The first event in the series is the Bowdoin Climate Fair on Thursday in Smith Union's Morrell Lounge. The fair will feature the projects and efforts from environmentally-oriented Bowdoin courses as well as those of local businesses such as Gelato Fiasco.

The committee intends the fair to "show people what their peers are doing, what is possible here at Bowdoin," Zhang said.

Committee member and Associate Professor of Physics and Astronomy Madeleine Msall is bringing environmental projects developed by students in an upper level physics lab course to the fair. A current student of hers, Carl Morrisey '09, will present his plans for a wind turbine.

Other fair participants include students in psychology, architecture, and environmental studies courses—a range that reflects the many ways to approach global warming.

On Thursday night, Thorne will provide a "locavore" dinner that focuses on local foods. The term "locavore" has emerged in recent years to describe a person who consumes regionally produced food.

Student hosts at each table will talk informally to diners about climate issues, "getting their ideas, their feedback," said Walsh. There will be more than 80 hosts who hold various leadership positions on campus, such as team captains and club heads.

Attendees of the locavore dinner will have the opportunity to vote on the proposals submitted by the five finalists of the Climate Matters Contest.

Longley, who was highly involved in the nominations for the contest, said that it was designed to "raise awareness, engage the community, [and] be provocative." The committee received approximately 45 submissions to the contest.

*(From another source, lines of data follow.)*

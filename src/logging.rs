//! # Logging
//!
//! Installs the process-wide tracing subscriber used by the worker loop, the
//! stores and the admin binary. The filter comes from `RUST_LOG` when set and
//! otherwise from the deployment environment. Output is human readable unless
//! `TASK_QUEUE_LOG_FORMAT=json`.

use std::sync::OnceLock;
use tracing_subscriber::{fmt, layer::SubscriberExt, util::SubscriberInitExt, EnvFilter, Layer};
use uuid::Uuid;

use crate::config::ConfigManager;

static SUBSCRIBER_INSTALLED: OnceLock<()> = OnceLock::new();

#[derive(Debug, Clone, Copy, PartialEq, Eq)]
enum LogFormat {
    Pretty,
    Json,
}

impl LogFormat {
    fn from_env() -> Self {
        match std::env::var("TASK_QUEUE_LOG_FORMAT") {
            Ok(value) if value.eq_ignore_ascii_case("json") => Self::Json,
            _ => Self::Pretty,
        }
    }
}

/// Default filter directive when `RUST_LOG` is absent
fn default_directive(environment: &str) -> &'static str {
    match environment {
        "production" | "staging" => "info",
        _ => "debug",
    }
}

/// Install the global subscriber once per process.
///
/// Later calls are no-ops, and a subscriber already installed by a host
/// application or test harness is left in place.
pub fn init_structured_logging() {
    SUBSCRIBER_INSTALLED.get_or_init(|| {
        let environment = ConfigManager::detect_environment();
        let format = LogFormat::from_env();
        let filter = EnvFilter::try_from_default_env()
            .unwrap_or_else(|_| EnvFilter::new(default_directive(&environment)));

        let layer = match format {
            LogFormat::Json => fmt::layer().json().with_current_span(true).boxed(),
            LogFormat::Pretty => fmt::layer().with_target(true).with_thread_ids(true).boxed(),
        };

        let installed = tracing_subscriber::registry()
            .with(layer.with_filter(filter))
            .try_init()
            .is_ok();

        tracing::info!(
            environment = %environment,
            format = ?format,
            installed,
            "Logging ready"
        );
    });
}

/// Uniform event for producer and worker side task operations
pub fn log_task_operation(
    operation: &str,
    task_id: Uuid,
    task_type: &str,
    status: &str,
    error: Option<&str>,
) {
    tracing::info!(
        operation,
        task_id = %task_id,
        task_type,
        status,
        error,
        "task operation"
    );
}

#[cfg(test)]
mod tests {
    use super::*;

    #[test]
    fn test_default_directive() {
        assert_eq!(default_directive("production"), "info");
        assert_eq!(default_directive("staging"), "info");
        assert_eq!(default_directive("test"), "debug");
        assert_eq!(default_directive("development"), "debug");
    }

    #[test]
    fn test_repeated_init() {
        init_structured_logging();
        init_structured_logging();
    }
}
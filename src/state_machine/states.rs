use serde::{Deserialize, Serialize};
use std::fmt;

/// Lifecycle status of a queued task
#[derive(Debug, Clone, Copy, PartialEq, Eq, Hash, Serialize, Deserialize)]
#[serde(rename_all = "snake_case")]
pub enum TaskStatus {
    /// Waiting for its schedule time and dependencies
    Pending,
    /// Taken by a worker, not yet started
    Claimed,
    /// Handler is running
    Processing,
    /// Handler finished successfully
    Completed,
    /// Handler failed; retryable until the type's attempt ceiling is reached
    Failed,
    /// Cancelled by an operator or producer
    Cancelled,
}

impl TaskStatus {
    pub const ALL: [TaskStatus; 6] = [
        Self::Pending,
        Self::Claimed,
        Self::Processing,
        Self::Completed,
        Self::Failed,
        Self::Cancelled,
    ];

    /// Terminal regardless of attempt bookkeeping.
    ///
    /// `Failed` is only terminal once retries are exhausted, which depends on the
    /// task row; see [`crate::models::Task::is_terminal`].
    pub fn is_always_terminal(&self) -> bool {
        matches!(self, Self::Completed | Self::Cancelled)
    }

    /// Held by a worker
    pub fn is_active(&self) -> bool {
        matches!(self, Self::Claimed | Self::Processing)
    }

    /// Only a completed task releases the tasks that depend on it
    pub fn satisfies_dependencies(&self) -> bool {
        matches!(self, Self::Completed)
    }

    pub fn as_str(&self) -> &'static str {
        match self {
            Self::Pending => "pending",
            Self::Claimed => "claimed",
            Self::Processing => "processing",
            Self::Completed => "completed",
            Self::Failed => "failed",
            Self::Cancelled => "cancelled",
        }
    }
}

impl fmt::Display for TaskStatus {
    fn fmt(&self, f: &mut fmt::Formatter<'_>) -> fmt::Result {
        f.write_str(self.as_str())
    }
}

impl std::str::FromStr for TaskStatus {
    type Err = String;

    fn from_str(s: &str) -> Result<Self, Self::Err> {
        match s {
            "pending" => Ok(Self::Pending),
            "claimed" => Ok(Self::Claimed),
            "processing" => Ok(Self::Processing),
            "completed" => Ok(Self::Completed),
            "failed" => Ok(Self::Failed),
            "cancelled" => Ok(Self::Cancelled),
            _ => Err(format!("Invalid task status: {s}")),
        }
    }
}

impl Default for TaskStatus {
    fn default() -> Self {
        Self::Pending
    }
}

#[cfg(test)]
mod tests {
    use super::*;

    #[test]
    fn test_terminal_check() {
        assert!(TaskStatus::Completed.is_always_terminal());
        assert!(TaskStatus::Cancelled.is_always_terminal());
        assert!(!TaskStatus::Failed.is_always_terminal());
        assert!(!TaskStatus::Pending.is_always_terminal());
        assert!(!TaskStatus::Claimed.is_always_terminal());
        assert!(!TaskStatus::Processing.is_always_terminal());
    }

    #[test]
    fn test_dependency_satisfaction() {
        assert!(TaskStatus::Completed.satisfies_dependencies());
        for status in [
            TaskStatus::Pending,
            TaskStatus::Claimed,
            TaskStatus::Processing,
            TaskStatus::Failed,
            TaskStatus::Cancelled,
        ] {
            assert!(!status.satisfies_dependencies(), "{status} should not satisfy");
        }
    }

    #[test]
    fn test_status_string_conversion() {
        for status in TaskStatus::ALL {
            assert_eq!(status.to_string().parse::<TaskStatus>().unwrap(), status);
        }
        assert!("complete".parse::<TaskStatus>().is_err());
    }

    #[test]
    fn test_status_serde() {
        let json = serde_json::to_string(&TaskStatus::Processing).unwrap();
        assert_eq!(json, "\"processing\"");
        let parsed: TaskStatus = serde_json::from_str(&json).unwrap();
        assert_eq!(parsed, TaskStatus::Processing);
    }
}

Each of the top five were picked on basis of their "creativity, plausibility, originality, and how much it could actually contribute it terms of carbon reduction," said Walsh.

The top five proposals tackle the College's carbon emissions from a spectrum of angles. While one proposal suggests installing a "windmill field" on the Naval Air Station land, another recommends consolidating fall and Thanksgiving breaks, so that less energy is used in travel and re-opening the school twice. A third suggests raising the vehicle registration fee (Bowdoin's is one of the lowest in the NESCAC) and implementing a new parking policy under which cars could only be parked on the main campus for five or ten minutes.

"I think all of them are great ideas," said Environmental Studies Program Manager Eileen Johnson, a member of the committee. "They represent a range of approaches" as well as "a range of community members." Indeed, the top five submissions represent Bowdoin students, faculty, and staff.

"A lot of people are thinking about this issue and that's very exciting," said Johnson.

The headline event on Friday is Common Hour with Majora Carter, a leader in sustainability, environmental justice, and green-collar job potential.

"We're past the point where we need Al Gore telling us 'the climate's getting warmer'," said Camill. The committee wanted to bring "someone who really captured the future of where this discussion's going," he said.

At the reception following Carter's lecture, President Mills will present an updated climate mission statement, or what Camill called, "a community-wide affirmation of what we stand for" as well as an announcement of the contest winner.

"It's the first time we've had something quite like this," said Johnson, referring to April Climate Days.

The committee does not want it to be the last. According to Camill, it hopes to "keep this conversation going and not just let it fall off a cliff."

Committee member Madeleine Msall, an associate professor of physics and astronomy, said that the committee "wants more people to become involved in that conversation."

"I think we're going to continue to have events that celebrate our commitment to the vision of what's possible becomes larger," Msall said.